To effectively stop money laundering, we need to intercept it once the money enters the account but before it leaves. Therefore what we really want to predict is if a fraud report will be associated with a particular user in the future.

Money Laundering Prediction

This model predicts the probability that an account will be reported for money laundering in the next N days for accounts that recently received a deposit.

PREDICT COUNT(reports.*, 0, N, days ) > 0
FOR EACH accounts.account_id
WHERE COUNT(inputs.*, -1, 0, days) > 0

We can also easily produce models which apply to different future time-ranges, so that different modalities of fraud are modelled by different models. The final predictions can then be an aggregation over individual predictions.

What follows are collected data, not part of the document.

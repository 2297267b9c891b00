//! # Flag Files — External Executable and Symlink Records
//!
//! Filesystems such as FAT or NTFS cannot record the POSIX executable bit or
//! represent symbolic links faithfully. Whoever stages an implementation on
//! such a filesystem records those properties in sidecar files instead:
//!
//! - `.xbit` lists files that are executable.
//! - `.symlink` lists files whose content is a symlink target.
//!
//! Each line is a path relative to the directory holding the sidecar,
//! rooted with `/` and always using forward slashes (e.g. `/bin/tool`).
//! Lines not starting with `/` are ignored.
//!
//! The sidecar for a tree is found by searching upward from the tree's root
//! until one exists or the filesystem root is reached. All functions take an
//! explicit starting directory; nothing depends on the working directory.

use std::collections::BTreeSet;
use std::fs::{self, OpenOptions};
use std::io::{self, Write};
use std::path::{Component, Path, PathBuf};

use crate::error::StoreError;
use crate::fsutil::write_atomic;

/// Sidecar listing executable files.
pub const XBIT_FILE: &str = ".xbit";

/// Sidecar listing files to be treated as symlinks.
pub const SYMLINK_FILE: &str = ".symlink";

/// The two properties that can be recorded in sidecar files.
#[derive(Debug, Clone, Copy, PartialEq, Eq, Hash)]
pub enum FlagKind {
    /// The file is executable.
    Executable,
    /// The file's content is the target of a symbolic link.
    Symlink,
}

impl FlagKind {
    /// Name of the sidecar file for this kind.
    pub fn file_name(&self) -> &'static str {
        match self {
            Self::Executable => XBIT_FILE,
            Self::Symlink => SYMLINK_FILE,
        }
    }
}

/// Paths recorded in one sidecar, anchored at the directory it was found in.
#[derive(Debug, Clone, Default, PartialEq, Eq)]
pub struct FlagSet {
    base: Option<PathBuf>,
    paths: BTreeSet<String>,
}

impl FlagSet {
    /// The directory holding the sidecar, or `None` if none was found.
    pub fn base(&self) -> Option<&Path> {
        self.base.as_deref()
    }

    /// `true` if no paths are recorded.
    pub fn is_empty(&self) -> bool {
        self.paths.is_empty()
    }

    /// Recorded paths, each rooted with `/`.
    pub fn paths(&self) -> impl Iterator<Item = &str> {
        self.paths.iter().map(String::as_str)
    }

    /// `true` if `path` (absolute, or relative to the working directory in the
    /// same way as the base) is recorded.
    pub fn contains(&self, path: &Path) -> bool {
        let Some(base) = &self.base else {
            return false;
        };
        match path.strip_prefix(base) {
            Ok(rel) => self.paths.contains(&to_unix_rooted(rel)),
            Err(_) => false,
        }
    }
}

/// Search upward from `start_dir` for the sidecar of `kind`.
pub fn find_flag_file(kind: FlagKind, start_dir: &Path) -> Option<PathBuf> {
    start_dir
        .ancestors()
        .map(|dir| dir.join(kind.file_name()))
        .find(|candidate| candidate.is_file())
}

/// Read the flags of `kind` that apply to the tree at `target_dir`.
///
/// A missing sidecar yields an empty set.
pub fn read_flags(kind: FlagKind, target_dir: &Path) -> Result<FlagSet, StoreError> {
    let Some(sidecar) = find_flag_file(kind, target_dir) else {
        return Ok(FlagSet::default());
    };
    let text = fs::read_to_string(&sidecar).map_err(StoreError::fs_at("failed to read", &sidecar))?;
    let paths = text
        .lines()
        .filter(|line| line.starts_with('/'))
        .map(str::to_string)
        .collect();
    Ok(FlagSet {
        base: sidecar.parent().map(Path::to_path_buf),
        paths,
    })
}

/// Append `relative_path` to the sidecar at `sidecar_path`, creating it if needed.
pub fn set_flag(sidecar_path: &Path, relative_path: &str) -> Result<(), StoreError> {
    let record = normalize_relative(relative_path)?;
    let mut file = OpenOptions::new()
        .create(true)
        .append(true)
        .open(sidecar_path)
        .map_err(StoreError::fs_at("failed to open", sidecar_path))?;
    writeln!(file, "{record}").map_err(StoreError::fs_at("failed to write", sidecar_path))
}

/// Remove `relative_path` and everything nested under it from the sidecar.
pub fn clear_flag(sidecar_path: &Path, relative_path: &str) -> Result<(), StoreError> {
    let record = normalize_relative(relative_path)?;
    let nested = format!("{record}/");
    rewrite(sidecar_path, |line| {
        (line != record && !line.starts_with(&nested)).then(|| line.to_string())
    })
}

/// Rewrite records for `source` (and anything under it) to point at `destination`.
pub fn rename_flag(sidecar_path: &Path, source: &str, destination: &str) -> Result<(), StoreError> {
    let source = normalize_relative(source)?;
    let destination = normalize_relative(destination)?;
    let nested = format!("{source}/");
    rewrite(sidecar_path, |line| {
        if line == source || line.starts_with(&nested) {
            Some(format!("{destination}{}", &line[source.len()..]))
        } else {
            Some(line.to_string())
        }
    })
}

/// Prepend `prefix` to every record, used when a tree is moved under a new
/// parent directory.
pub fn reprefix(sidecar_path: &Path, prefix: &str) -> Result<(), StoreError> {
    let prefix = normalize_relative(prefix)?;
    rewrite(sidecar_path, |line| Some(format!("{prefix}{line}")))
}

/// Atomically rewrite every `/`-rooted line through `map`; other lines are dropped.
fn rewrite(sidecar_path: &Path, mut map: impl FnMut(&str) -> Option<String>) -> Result<(), StoreError> {
    let text = match fs::read_to_string(sidecar_path) {
        Ok(text) => text,
        Err(e) if e.kind() == io::ErrorKind::NotFound => return Ok(()),
        Err(e) => return Err(StoreError::fs("failed to read", sidecar_path, e)),
    };
    let mut out = String::with_capacity(text.len());
    for line in text.lines().filter(|l| l.starts_with('/')) {
        if let Some(new_line) = map(line) {
            out.push_str(&new_line);
            out.push('\n');
        }
    }
    write_atomic(sidecar_path, out.as_bytes())
}

/// Turn a host- or slash-separated relative path into a `/`-rooted record.
fn normalize_relative(relative_path: &str) -> Result<String, StoreError> {
    let unified = relative_path.replace('\\', "/");
    let trimmed = unified.trim_matches('/');
    if trimmed.is_empty() || Path::new(relative_path).is_absolute() || unified.starts_with('/') {
        return Err(StoreError::InvalidPath(relative_path.to_string()));
    }
    if trimmed.split('/').any(|c| c == ".." || c.is_empty()) {
        return Err(StoreError::InvalidPath(relative_path.to_string()));
    }
    Ok(format!("/{trimmed}"))
}

fn to_unix_rooted(rel: &Path) -> String {
    let mut out = String::new();
    for component in rel.components() {
        if let Component::Normal(part) = component {
            out.push('/');
            out.push_str(&part.to_string_lossy());
        }
    }
    out
}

// Report will be generated in next 10 days
PREDICT COUNT(reports.*, 0, 10, days ) > 0
FOR EACH accounts.account_id
WHERE COUNT(inputs.*, -1, 0, days) > 0

// Report will be generated in 10 - 30 days
PREDICT COUNT(reports.*, 10, 30, days ) > 0
FOR EACH accounts.account_id
WHERE COUNT(inputs.*, -1, 0, days) > 0

// Report will be generated in 30 - 90 days
PREDICT COUNT(reports.*, 30, 90, days ) > 0
FOR EACH accounts.account_id
WHERE COUNT(inputs.*, -1, 0, days) > 0

// Static user lebel prediction (need to have LABEL column in accounts table)
PREDICT accounts.LABEL == 1
FOR EACH accounts.account_id

Deployment

In production, we have two options to leverage this model:

Batch Predictions: Make account predictions in a batch fashion as often as possible to try to catch the money before it leaves the account. This method involves periodically scoring accounts based on the latest data available. Additionally, Graph embeddings can separately power and enhance ongoing fraud analysis workflows.
Real-Time Embeddings: If batch prediction isn’t fast enough, output the account embeddings learned by the model and use these downstream as features for real-time models. This allows for quicker responses to recent transactions and more immediate intervention.

Both approaches aim to enhance the timeliness and accuracy of money laundering detection, ultimately helping to prevent financial crimes more effectively.